Charles Darwin Quotes on Nature   “The lower animals, like man, manifestly feel pleasure and pain, happiness and misery. Happiness is never better exhibited than by young animals, such as puppies, kittens, lambs, &c., when playing together, like our own children. Even insects play together, as has been described by that excellent observer, P. Huber, who saw ants chasing and pretending to bite each other, like so many puppies.”

– Charles Robert Darwin, The Descent of Man


“The fact that the lower animals are excited by the same emotions as ourselves is so well established, that it will not be necessary to weary the reader by many details. Terror acts in the same manner on them as on us, causing the muscles to tremble, the heart to palpitate, the sphincters to be relaxed, and the hair to stand on end. Suspicion, the offspring of fear, is eminently characteristic of most wild animals. Courage and timidity are extremely variable qualities in the individuals of the same species, as is plainly seen in our dogs. Some dogs and horses are ill-tempered and easily turn sulky; others are good-tempered; and these qualities are certainly inherited.”

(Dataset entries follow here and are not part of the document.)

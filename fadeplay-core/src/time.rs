//! Time-based scalar animations (fades) advanced by an external clock.
//!
//! The scheduler never looks at wall time: the owner calls [`TweenScheduler::tick`]
//! once per frame with the elapsed time, and applies the reported values to
//! whatever the target describes. Completion hands the payload back exactly once,
//! either from a tick or from a forced [`TweenScheduler::complete`].

use std::collections::BTreeMap;
use std::time::Duration;

use serde::{Deserialize, Serialize};

#[derive(Debug, Copy, Clone, PartialEq, Eq, Default, Serialize, Deserialize)]
#[serde(rename_all = "snake_case")]
pub enum Easing {
    // linear interpolation
    #[default]
    Linear,
    // decelerating quadratic, the usual tween-library default
    OutQuad,
}

impl Easing {
    pub fn apply(self, t: f32) -> f32 {
        let t = t.clamp(0.0, 1.0);
        match self {
            Easing::Linear => t,
            Easing::OutQuad => t * (2.0 - t),
        }
    }
}

/// Handle to a tween. Ids are never reused.
#[derive(Debug, Copy, Clone, PartialEq, Eq, PartialOrd, Ord, Hash)]
pub struct TweenId(u64);

/// One observation of a tween, produced by `tick` or `complete`.
#[derive(Debug)]
pub struct TweenUpdate<T, P> {
    pub id: TweenId,
    pub target: T,
    pub value: f32,
    /// Set when the tween reached its end; the tween is gone from the scheduler.
    pub finished: Option<P>,
}

impl<T, P> TweenUpdate<T, P> {
    pub fn is_finished(&self) -> bool {
        self.finished.is_some()
    }
}

#[derive(Debug)]
struct Tween<T, P> {
    from: f32,
    to: f32,
    duration: Duration,
    elapsed: Duration,
    easing: Easing,
    target: T,
    payload: P,
}

impl<T, P> Tween<T, P> {
    fn value(&self) -> f32 {
        if self.duration.is_zero() {
            return self.to;
        }

        let t = self.elapsed.as_secs_f32() / self.duration.as_secs_f32();
        self.from + (self.to - self.from) * self.easing.apply(t)
    }

    fn is_done(&self) -> bool {
        self.elapsed >= self.duration
    }
}

pub struct TweenScheduler<T, P> {
    tweens: BTreeMap<TweenId, Tween<T, P>>,
    next_id: u64,
}

impl<T, P> Default for TweenScheduler<T, P> {
    fn default() -> Self {
        Self::new()
    }
}

impl<T, P> TweenScheduler<T, P> {
    pub fn new() -> Self {
        Self {
            tweens: BTreeMap::new(),
            next_id: 0,
        }
    }

    pub fn animate(
        &mut self,
        from: f32,
        to: f32,
        duration: Duration,
        easing: Easing,
        target: T,
        payload: P,
    ) -> TweenId {
        let id = TweenId(self.next_id);
        self.next_id += 1;

        self.tweens.insert(
            id,
            Tween {
                from,
                to,
                duration,
                elapsed: Duration::ZERO,
                easing,
                target,
                payload,
            },
        );
        id
    }

    /// True while the tween is running. Completed and unknown ids are not playing.
    pub fn is_playing(&self, id: TweenId) -> bool {
        self.tweens.contains_key(&id)
    }

    pub fn running_count(&self) -> usize {
        self.tweens.len()
    }

    pub fn is_empty(&self) -> bool {
        self.tweens.is_empty()
    }

    /// Ids of every running tween, oldest first.
    pub fn running_ids(&self) -> Vec<TweenId> {
        self.tweens.keys().copied().collect()
    }

    /// Fast-forward a tween to its end value and hand back its payload.
    ///
    /// Only the first call on an id yields an update.
    pub fn complete(&mut self, id: TweenId) -> Option<TweenUpdate<T, P>> {
        let tween = self.tweens.remove(&id)?;
        Some(TweenUpdate {
            id,
            target: tween.target,
            value: tween.to,
            finished: Some(tween.payload),
        })
    }
}

impl<T: Clone, P> TweenScheduler<T, P> {
    /// Advance every running tween by `dt`, oldest first.
    pub fn tick(&mut self, dt: Duration) -> Vec<TweenUpdate<T, P>> {
        let ids = self.running_ids();
        let mut updates = Vec::with_capacity(ids.len());

        for id in ids {
            let Some(tween) = self.tweens.get_mut(&id) else {
                continue;
            };
            tween.elapsed = tween.elapsed.saturating_add(dt);

            if tween.is_done() {
                if let Some(update) = self.complete(id) {
                    updates.push(update);
                }
            } else {
                updates.push(TweenUpdate {
                    id,
                    target: tween.target.clone(),
                    value: tween.value(),
                    finished: None,
                });
            }
        }

        updates
    }
}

– Charles Robert Darwin, as quoted in The Descent of Man


“Believing as I do that man in the distant future will be a far more perfect creature than he now is, it is an intolerable thought that he and all other sentient beings are doomed to complete annihilation after such long-continued slow progress. To those who fully admit the immortality of the human soul, the destruction of our world will not appear so dreadful.”

– Charles Robert Darwin,  The Life and Letters of Charles Darwin


“Thus, from the war of nature, from famine and death, the most exalted object which we are capable of conceiving, namely, the production of the higher animals, directly follows. There is grandeur in this view of life, with its several powers, having been originally breathed into a few forms or into one; and that, whilst this planet has gone cycling on according to the fixed law of gravity, from so simple a beginning endless forms most beautiful and most wonderful have been, and are being, evolved.”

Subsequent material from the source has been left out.